The pond has three islands, one of which is connected with a bridge. There are iso-watari — this term refers to the stepping stone pathways that lead across shallow parts of the pond. When crossing the pond using iso-watari, one can view the fish in the pond. It teems with carp, turtles, and waterfowls. Its location near the river and the bay attracts a large number of birds. There are over 4000 trees in this constricted space. Japanese Black pine (Pinus thunbergii) are the dominant trees. Purple azaleas, Hydrangea macrophylla, Iris ensata and Taiwan cherry (Prunus campanulata) provide seasonal color.

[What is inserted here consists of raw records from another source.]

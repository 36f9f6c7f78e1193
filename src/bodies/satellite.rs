use super::planet::Planet;

/// Named natural satellites, keyed by NAIF id.
const SATELLITES: &[(i32, &str)] = &[
    (301, "Moon"),
    (401, "Phobos"),
    (402, "Deimos"),
    (501, "Io"),
    (502, "Europa"),
    (503, "Ganymede"),
    (504, "Callisto"),
    (601, "Mimas"),
    (602, "Enceladus"),
    (603, "Tethys"),
    (604, "Dione"),
    (605, "Rhea"),
    (606, "Titan"),
    (607, "Hyperion"),
    (608, "Iapetus"),
    (701, "Ariel"),
    (702, "Umbriel"),
    (703, "Titania"),
    (704, "Oberon"),
    (705, "Miranda"),
    (801, "Triton"),
    (802, "Nereid"),
    (901, "Charon"),
];

/// A natural satellite: `100 n + k` with `n` the planetary system and
/// `k` in `1..=98`.
#[derive(Debug, Clone, Copy, PartialEq, Eq, Hash, PartialOrd, Ord)]
pub struct Satellite {
    pub planet: Planet,
    pub index: i32,
}

impl Satellite {
    pub fn from_id(id: i32) -> Option<Self> {
        let planet = Planet::from_system(id / 100)?;
        let index = id % 100;
        (1..=98).contains(&index).then_some(Satellite { planet, index })
    }

    pub fn id(self) -> i32 {
        self.planet.system() * 100 + self.index
    }

    pub fn name(self) -> Option<&'static str> {
        SATELLITES
            .iter()
            .find(|(id, _)| *id == self.id())
            .map(|(_, name)| *name)
    }

    pub fn from_name(name: &str) -> Option<Self> {
        SATELLITES
            .iter()
            .find(|(_, n)| n.eq_ignore_ascii_case(name))
            .and_then(|(id, _)| Satellite::from_id(*id))
    }
}
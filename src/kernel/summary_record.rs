use nom::{
    number::{
        complete::{f64 as daf_f64, i32 as daf_i32},
        Endianness,
    },
    IResult,
};
use std::fmt;

use hifitime::Epoch;

use crate::{bodies::Body, constants::TdbSeconds};

use super::spk_type::SpkDataType;

/// Descriptor of one SPK segment, as stored in a DAF summary record.
///
/// Epochs are TDB seconds past J2000, addresses are 1-based double-precision
/// word indices into the file.
#[derive(Debug, PartialEq, Clone, Copy)]
pub struct Summary {
    pub start_epoch: TdbSeconds,
    pub end_epoch: TdbSeconds,
    pub target: i32,
    pub center: i32,
    pub frame_id: i32,
    pub data_type: i32,
    pub initial_addr: i32,
    pub final_addr: i32,
}

impl Summary {
    /// Decode an SPK summary (ND = 2, NI = 6) from `input`.
    pub fn parse(input: &[u8], endian: Endianness) -> IResult<&[u8], Self> {
        let read_f64 = daf_f64::<&[u8], nom::error::Error<&[u8]>>(endian);
        let read_i32 = daf_i32::<&[u8], nom::error::Error<&[u8]>>(endian);

        let (input, start_epoch) = read_f64(input)?;
        let (input, end_epoch) = read_f64(input)?;
        let (input, target) = read_i32(input)?;
        let (input, center) = read_i32(input)?;
        let (input, frame_id) = read_i32(input)?;
        let (input, data_type) = read_i32(input)?;
        let (input, initial_addr) = read_i32(input)?;
        let (input, final_addr) = read_i32(input)?;

        Ok((
            input,
            Summary {
                start_epoch,
                end_epoch,
                target,
                center,
                frame_id,
                data_type,
                initial_addr,
                final_addr,
            },
        ))
    }

    /// Number of double-precision words covered by the segment data.
    pub fn n_words(&self) -> usize {
        (self.final_addr - self.initial_addr + 1).max(0) as usize
    }

    /// Half-open coverage test, `[start, end)`.
    pub fn covers(&self, et: TdbSeconds) -> bool {
        self.start_epoch <= et && et < self.end_epoch
    }
}

impl fmt::Display for Summary {
    fn fmt(&self, f: &mut fmt::Formatter<'_>) -> fmt::Result {
        let start = Epoch::from_et_seconds(self.start_epoch);
        let end = Epoch::from_et_seconds(self.end_epoch);

        let data_type = match SpkDataType::from_i32(self.data_type) {
            Ok(naif_type) => naif_type.to_string(),
            Err(_) => format!("Unknown ({})", self.data_type),
        };

        let fields = vec![
            ("start_epoch", format!("{start}")),
            ("end_epoch", format!("{end}")),
            ("target", Body::from_id(self.target).to_string()),
            ("center", Body::from_id(self.center).to_string()),
            ("frame_id", self.frame_id.to_string()),
            ("data_type", data_type),
            ("initial_addr", self.initial_addr.to_string()),
            ("final_addr", self.final_addr.to_string()),
        ];

        let label_width = fields.iter().map(|(k, _)| k.len()).max().unwrap_or(10);
        let value_width = fields.iter().map(|(_, v)| v.len()).max().unwrap_or(10);

        let border = format!(
            "+{:-<label$}+{:-<value$}+",
            "",
            "",
            label = label_width + 2,
            value = value_width + 2
        );

        writeln!(f, "{border}")?;
        writeln!(
            f,
            "| {:<label_width$} | {:<value_width$} |",
            "Field", "Value",
        )?;
        writeln!(f, "{border}")?;

        for (label, value) in fields {
            writeln!(f, "| {label:<label_width$} | {value:<value_width$} |")?;
        }

        writeln!(f, "{border}")
    }
}

#[cfg(test)]
mod test_summary {
    use super::*;

    fn de440_emb() -> Summary {
        Summary {
            start_epoch: -14200747200.0,
            end_epoch: 20514081600.0,
            target: 3,
            center: 0,
            frame_id: 1,
            data_type: 2,
            initial_addr: 3021513,
            final_addr: 4051108,
        }
    }

    #[test]
    fn test_parse_big_endian() {
        let summary = de440_emb();
        let mut bytes = Vec::new();
        bytes.extend_from_slice(&summary.start_epoch.to_be_bytes());
        bytes.extend_from_slice(&summary.end_epoch.to_be_bytes());
        for v in [3, 0, 1, 2, 3021513, 4051108i32] {
            bytes.extend_from_slice(&v.to_be_bytes());
        }

        let (rest, parsed) = Summary::parse(&bytes, Endianness::Big).unwrap();
        assert!(rest.is_empty());
        assert_eq!(parsed, summary);
        assert_eq!(parsed.n_words(), 1029596);
    }

    #[test]
    fn test_covers_is_right_open() {
        let summary = de440_emb();
        assert!(summary.covers(summary.start_epoch));
        assert!(summary.covers(0.0));
        assert!(!summary.covers(summary.end_epoch));
        assert!(!summary.covers(summary.start_epoch - 1.0));
    }

    #[test]
    fn test_summary_display() {
        let expected = r#"+--------------+-------------------------+
| Field        | Value                   |
+--------------+-------------------------+
| start_epoch  | 1549-12-31T00:00:00 ET  |
| end_epoch    | 2650-01-25T00:00:00 ET  |
| target       | Earth-Moon Barycenter   |
| center       | Solar System Barycenter |
| frame_id     | 1                       |
| data_type    | Chebyshev Position Only |
| initial_addr | 3021513                 |
| final_addr   | 4051108                 |
+--------------+-------------------------+
"#;

        let output = format!("{}", de440_emb());
        assert_eq!(output, expected);
    }
}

The Iwasaki family collected stones from all over Japan, brought to Tokyo on their steamships and placed around the garden. Including the flagstones and iso-watari stones, the total number of stones used is immense and the garden can be perceived as a stone garden.

A famous haiku poem of Matsuo Bashō

"an ancient pond / a frog jumps in / the splash of water"

can be seen carved on the monument stone.

The park is located approximately 3 minutes' walk from Kiyosumi-shirakawa Station, on the Tokyo Metro Hanzōmon Line and the Toei Ōedo Line. It is open from 09:00 until 17:00, the entrance fee is 150 yen for adults.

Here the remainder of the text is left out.